Für solche Zweifel ist aber in der Debatte kaum Platz, es dauert meist nicht lange, bis man als »Putin-Versteher« oder Unmensch, dem das Leid der Menschen in der Ukraine egal sei, diffamiert wird. Dabei ist das, was abwertend als »Äquidistanz« kritisiert wird, bloß die Einsicht, dass die radikale Linke in geopolitischen Konflikten nur verlieren kann.
Die nachgeschobenen Sätze, dass man ja um die Gewalt der westlichen Friedensordnung wisse und eigentlich auch Staat und Nation ablehne, sind nicht mehr als Schutzbehauptungen, wenn sich dieses angeblich noch vorhandene gesellschaftskritische Wissen nicht in der Analyse wiederfindet, wenn diese, um realpolitisch anschlussfähig zu sein, sich jeder Kritik entledigt.
Sich ins Handgemenge begeben
Was interessiert es die Macht, was kleine linksradikale Gruppen zur europäischen Außen- und Sicherheitspolitik zu sagen haben? Geopolitik ist im Kapitalismus ein Spiel zu unwürdigen wie unmenschlichen Bedingungen. Wer hier mitmachen will, muss die Spielregeln akzeptieren, und das geht nur unter der Aufgabe jeder radikalen Kritik. Jene Bedingungen zu verändern, ist daher die Grundmotivation linker Politik.
Da dies in absehbarer Zeit nicht auf der Tagesordnung steht und es konkretes Leid konkreter Menschen gibt, was man bis dahin zumindest abmildern will, ist es richtig, sich ins Handgemenge zu begeben. So könnte man ukrainische (und russische) Deserteure oder feministische Projekte vor Ort unterstützen, den rassistischen Diskurs gegen ukrainische Bürgergeldempfänger:innen hierzulande bekämpfen oder sich, wenn man die Gefahr einer russischen Invasion hierzulande tatsächlich für realistisch hält, darüber Gedanken machen, wie man dann sich und seine Freund:innen schützt – oder gemeinsam Pläne schmieden, wohin man abhaut.
Das ist aber etwas grundlegend anderes, als Geopolitik zu spielen, Nationen und Staaten – statt Menschen – verteidigen zu wollen und sich Sorgen über die Weltordnung zu machen, die für den Großteil der Menschheit nicht Frieden und ein glückliches Leben, sondern Ausbeutung, Armut und Gewalt bedeutet.

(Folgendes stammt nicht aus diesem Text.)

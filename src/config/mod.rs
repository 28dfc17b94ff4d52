//! Configuration management module for slotcast
//!
//! This module provides layered configuration loading with support for:
//! - TOML configuration files
//! - Environment variable overrides
//! - Multiple environment configurations (development, test, staging, production)
//!
//! # Configuration Priority (lowest to highest)
//! 1. `default.toml` - Base default configuration
//! 2. `{environment}.toml` - Environment-specific configuration
//! 3. `local.toml` - Local development overrides (not committed to version control)
//! 4. `SLOTCAST_*` environment variables

pub mod environment;
pub mod error;
pub mod loader;
pub mod settings;
pub mod validation;

pub use environment::Environment;
pub use error::ConfigError;
pub use loader::ConfigLoader;
pub use settings::{
    CronConfig, DatabaseConfig, MAX_TICK_LIMIT, PublishingConfig, SchedulingConfig, Settings,
    StoreBackend,
};
//! Slot generation and slot-to-content assignment.

mod assigner;
mod slots;
pub mod time_windows;

pub use assigner::{AssignOutcome, AssignReason, AssignReport, AssignResult, AssignDiagnostics};
pub use slots::SlotGenerationReport;
pub use time_windows::{ExpandedSlot, expand};

use uuid::Uuid;

use crate::config::SchedulingConfig;
use crate::error::{AppError, AppResult};
use crate::models::Workspace;
use crate::repositories::SharedStore;

/// Turns workspace policies into slots and pairs slots with pooled content.
#[derive(Clone)]
pub struct SchedulingService {
    store: SharedStore,
    config: SchedulingConfig,
}

impl SchedulingService {
    pub fn new(store: SharedStore, config: SchedulingConfig) -> Self {
        Self { store, config }
    }

    async fn workspace(&self, id: Uuid) -> AppResult<Workspace> {
        self.store
            .find_workspace(id)
            .await?
            .ok_or_else(|| AppError::not_found("workspace", id))
    }
}
#[cfg(test)]
mod tests {
    use super::*;
    use crate::repositories::store_contract;
    use chrono::Duration;
    use serde_json::json;

    async fn seed_workspace(store: &MemoryStore) -> Uuid {
        let id = Uuid::new_v4();
        store
            .create_workspace(NewWorkspace {
                id,
                name: "acme".to_string(),
                scheduling_policy: None,
            })
            .await
            .unwrap();
        id
    }

    fn slot(workspace_id: Uuid, platform: &str, at: DateTime<Utc>) -> NewSchedulingSlot {
        NewSchedulingSlot {
            id: Uuid::new_v4(),
            workspace_id,
            platform: platform.to_string(),
            scheduled_at: at,
        }
    }

    fn post_draft(workspace_id: Uuid, platform: &str) -> NewPostDraft {
        NewPostDraft {
            id: Uuid::new_v4(),
            workspace_id,
            platform: platform.to_string(),
            body: "hello".to_string(),
            thread_replies: json!([]),
        }
    }

    #[tokio::test]
    async fn test_insert_slots_skips_conflicts() {
        let store = MemoryStore::new();
        let ws = seed_workspace(&store).await;
        let at = Utc::now() + Duration::hours(1);

        let created = store
            .insert_slots(vec![slot(ws, "threads", at), slot(ws, "threads", at)])
            .await
            .unwrap();
        assert_eq!(created, 1);

        let again = store.insert_slots(vec![slot(ws, "threads", at)]).await.unwrap();
        assert_eq!(again, 0);
        assert_eq!(store.count_slots(ws, None).await.unwrap(), 1);
        assert_eq!(store.count_slots(ws, Some("x")).await.unwrap(), 0);
    }

    #[tokio::test]
    async fn test_claim_pair_rejects_taken_slot() {
        let store = MemoryStore::new();
        let ws = seed_workspace(&store).await;
        store
            .insert_slots(vec![slot(ws, "threads", Utc::now() + Duration::hours(1))])
            .await
            .unwrap();
        let open = store
            .list_open_slots(ws, None, Utc::now(), 10)
            .await
            .unwrap();
        let first = store.create_post_draft(post_draft(ws, "threads")).await.unwrap();
        let second = store.create_post_draft(post_draft(ws, "threads")).await.unwrap();

        let claimed = store.claim_pair(&open[0], first.id).await.unwrap();
        assert!(matches!(claimed, PairClaim::Scheduled(_)));

        let stale = store.claim_pair(&open[0], second.id).await.unwrap();
        assert_eq!(stale, PairClaim::SlotTaken);
    }

    #[tokio::test]
    async fn test_claim_pair_releases_slot_when_content_taken() {
        let store = MemoryStore::new();
        let ws = seed_workspace(&store).await;
        store
            .insert_slots(vec![
                slot(ws, "threads", Utc::now() + Duration::hours(1)),
                slot(ws, "threads", Utc::now() + Duration::hours(2)),
            ])
            .await
            .unwrap();
        let open = store
            .list_open_slots(ws, None, Utc::now(), 10)
            .await
            .unwrap();
        let draft = store.create_post_draft(post_draft(ws, "threads")).await.unwrap();

        store.claim_pair(&open[0], draft.id).await.unwrap();
        let outcome = store.claim_pair(&open[1], draft.id).await.unwrap();

        assert_eq!(outcome, PairClaim::ContentTaken);
        let still_open = store
            .list_open_slots(ws, None, Utc::now(), 10)
            .await
            .unwrap();
        assert_eq!(still_open.len(), 1);
        assert_eq!(still_open[0].id, open[1].id);
    }

    #[tokio::test]
    async fn test_claim_schedule_is_exclusive() {
        let store = MemoryStore::new();
        let ws = seed_workspace(&store).await;
        let schedule = store
            .create_schedule(NewSchedule {
                id: Uuid::new_v4(),
                workspace_id: ws,
                platform: "threads".to_string(),
                scheduled_at: Utc::now(),
                status: ScheduleStatus::Waiting,
                is_confirmed: true,
                slot_id: None,
                draft_id: None,
                post_draft_id: None,
                post_text: Some("hi".to_string()),
            })
            .await
            .unwrap();

        let mine = Utc::now();
        let other = mine + Duration::seconds(1);

        let first = store.claim_schedule(schedule.id, mine).await.unwrap();
        assert_eq!(first.unwrap().status, ScheduleStatus::Posting);
        assert!(store.claim_schedule(schedule.id, other).await.unwrap().is_none());
        // Re-entering the same claim is allowed.
        let again = store.claim_schedule(schedule.id, mine).await.unwrap().unwrap();
        assert_eq!(again.attempt_count, 1);
    }

    #[tokio::test]
    async fn test_racing_claims_have_one_winner() {
        let store = MemoryStore::new();
        let ws = seed_workspace(&store).await;
        let schedule = store
            .create_schedule(NewSchedule {
                id: Uuid::new_v4(),
                workspace_id: ws,
                platform: "threads".to_string(),
                scheduled_at: Utc::now(),
                status: ScheduleStatus::Waiting,
                is_confirmed: true,
                slot_id: None,
                draft_id: None,
                post_draft_id: None,
                post_text: Some("hi".to_string()),
            })
            .await
            .unwrap();

        let base = Utc::now();
        let claims = (0..8).map(|i| {
            let store = &store;
            async move {
                store
                    .claim_schedule(schedule.id, base + Duration::milliseconds(i))
                    .await
                    .unwrap()
            }
        });
        let outcomes = futures::future::join_all(claims).await;

        assert_eq!(outcomes.iter().filter(|o| o.is_some()).count(), 1);
    }

    #[tokio::test]
    async fn test_injected_fault_is_transient_and_consumed() {
        let store = MemoryStore::new();
        store.inject_transient("ping", 1);

        let err = store.ping().await.unwrap_err();
        assert!(err.is_transient());
        assert!(store.ping().await.is_ok());
    }

    #[tokio::test]
    async fn test_reclaim_stale_skips_fresh_claims() {
        let store = MemoryStore::new();
        let ws = seed_workspace(&store).await;
        let mut ids = Vec::new();
        for _ in 0..2 {
            let schedule = store
                .create_schedule(NewSchedule {
                    id: Uuid::new_v4(),
                    workspace_id: ws,
                    platform: "threads".to_string(),
                    scheduled_at: Utc::now(),
                    status: ScheduleStatus::Waiting,
                    is_confirmed: true,
                    slot_id: None,
                    draft_id: None,
                    post_draft_id: None,
                    post_text: Some("hi".to_string()),
                })
                .await
                .unwrap();
            ids.push(schedule.id);
        }
        let now = Utc::now();
        store
            .claim_schedule(ids[0], now - Duration::hours(2))
            .await
            .unwrap();
        store.claim_schedule(ids[1], now).await.unwrap();

        let reclaimed = store
            .reclaim_stale(now - Duration::minutes(30), "reclaimed")
            .await
            .unwrap();

        assert_eq!(reclaimed, 1);
        let stale = store.find_schedule(ids[0]).await.unwrap().unwrap();
        assert_eq!(stale.status, ScheduleStatus::Waiting);
        let fresh = store.find_schedule(ids[1]).await.unwrap().unwrap();
        assert_eq!(fresh.status, ScheduleStatus::Posting);
    }

    #[tokio::test]
    async fn test_finalize_twice_keeps_one_record() {
        let store = MemoryStore::new();
        store_contract::finalize_twice_keeps_one_record(&store).await;
        assert_eq!(store.tables.lock().await.published.len(), 1);
    }

    #[tokio::test]
    async fn test_sibling_finalizes_settle_content() {
        store_contract::sibling_finalizes_settle_content(&MemoryStore::new(), 3).await;
    }

    #[tokio::test]
    async fn test_concurrent_pairing_books_once() {
        store_contract::concurrent_pairing_books_once(&MemoryStore::new()).await;
    }

    #[tokio::test]
    async fn test_cleanup_removes_failed_and_releases() {
        store_contract::cleanup_removes_failed_and_releases(&MemoryStore::new()).await;
    }

    #[tokio::test]
    async fn test_cleanup_without_workspace_spans_all() {
        let store = MemoryStore::new();
        let mut ids = Vec::new();
        for _ in 0..2 {
            let ws = seed_workspace(&store).await;
            let schedule = store
                .create_schedule(NewSchedule {
                    id: Uuid::new_v4(),
                    workspace_id: ws,
                    platform: "threads".to_string(),
                    scheduled_at: Utc::now(),
                    status: ScheduleStatus::Waiting,
                    is_confirmed: true,
                    slot_id: None,
                    draft_id: None,
                    post_draft_id: None,
                    post_text: Some("hi".to_string()),
                })
                .await
                .unwrap();
            store.claim_schedule(schedule.id, Utc::now()).await.unwrap();
            store.fail_schedule(schedule.id, "boom").await.unwrap();
            ids.push(schedule.id);
        }

        assert_eq!(store.cleanup_failed(None).await.unwrap(), 2);
        for id in ids {
            assert!(store.find_schedule(id).await.unwrap().is_none());
        }
    }
}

Das Wissen darüber, dass die bürgerlich-demokratische Ordnung negativ aufgehoben werden kann, dass es noch Schlimmeres als den unerträglichen Normalzustand gibt, zwingt nicht dazu, die herrschende Ordnung zu verteidigen.
Unfairerweise wird genau das im Text der AKL den »Streiter:innen der Pariser Kommune und der Räterepublik« (auch der russischen?) unterstellt, als Beispiele »des bewaffneten Kampfs für einen Staat, den es trotz Kritik gegen das Schlechtere zu verteidigen gilt«. Dabei waren beides revolutionäre Ereignisse, die gegen den Status quo gerichtet waren, es ging in ihnen darum, den historischen Moment zu nutzen, um etwas Neues, Besseres zu schaffen.
Wer hingegen das Bestehende affirmiert und seine Überwindung bloß als abstrakte Option für eine ferne Zukunft bewahrt wissen will, hat sich mit den Verhältnissen arrangiert – und mit Deutschland, wenn man das Land aufrüsten will – und nicht mehr abschaffen.